#### Problem to work on
Write the data below out in full, exactly as it stands.

[Dataset entries]

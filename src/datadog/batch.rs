use crate::args::PositiveUsize;
use crate::clock::Clock;
use crate::error::AppResult;
use crate::ports::SeriesSink;
use crate::retry::RetryPolicy;

use super::types::{IntakeResponse, MetricSeries};

/// Sends `series` in order, `chunk_size` per request, each request under
/// `retry`. Returns the responses that reported errors.
///
/// # Errors
///
/// Returns the first chunk error that survives the retry policy; later
/// chunks are not sent.
pub async fn submit_series(
    sink: &dyn SeriesSink,
    series: &[MetricSeries],
    chunk_size: PositiveUsize,
    retry: &RetryPolicy,
    clock: &dyn Clock,
) -> AppResult<Vec<IntakeResponse>> {
    if series.is_empty() {
        tracing::debug!("Nothing to ingest");
        return Ok(Vec::new());
    }

    let chunk_count = series.len().div_ceil(chunk_size.get());
    tracing::info!(
        "Ingesting {} series in {} requests",
        series.len(),
        chunk_count
    );

    let mut rejected = Vec::new();
    for (index, chunk) in series.chunks(chunk_size.get()).enumerate() {
        tracing::debug!(
            "Submitting chunk {}/{} ({} series)",
            index.saturating_add(1),
            chunk_count,
            chunk.len()
        );
        let response = retry
            .run(clock, "submit_metrics", || sink.submit(chunk))
            .await?;
        if !response.is_accepted() {
            rejected.push(response);
        }
    }
    Ok(rejected)
}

#### Result
filename src/datadog/batch.rs
use crate::args::PositiveUsize;
use crate::clock::Clock;
use crate::error::AppResult;
use crate::ports::SeriesSink;
use crate::retry::RetryPolicy;

use super::types::{IntakeResponse, MetricSeries};

/// Sends `series` in order, `chunk_size` per request, each request under
/// `retry`. Returns the responses that reported errors.
///
/// # Errors
///
/// Returns the first chunk error that survives the retry policy; later
/// chunks are not sent.
pub async fn submit_series(
    sink: &dyn SeriesSink,
    series: &[MetricSeries],
    chunk_size: PositiveUsize,
    retry: &RetryPolicy,
    clock: &dyn Clock,
) -> AppResult<Vec<IntakeResponse>> {
    if series.is_empty() {
        tracing::debug!("Nothing to ingest");
        return Ok(Vec::new());
    }

    let chunk_count = series.len().div_ceil(chunk_size.get());
    tracing::info!(
        "Ingesting {} series in {} requests",
        series.len(),
        chunk_count
    );

    let mut rejected = Vec::new();
    for (index, chunk) in series.chunks(chunk_size.get()).enumerate() {
        tracing::debug!(
            "Submitting chunk {}/{} ({} series)",
            index.saturating_add(1),
            chunk_count,
            chunk.len()
        );
        let response = retry
            .run(clock, "submit_metrics", || sink.submit(chunk))
            .await?;
        if !response.is_accepted() {
            rejected.push(response);
        }
    }
    Ok(rejected)
}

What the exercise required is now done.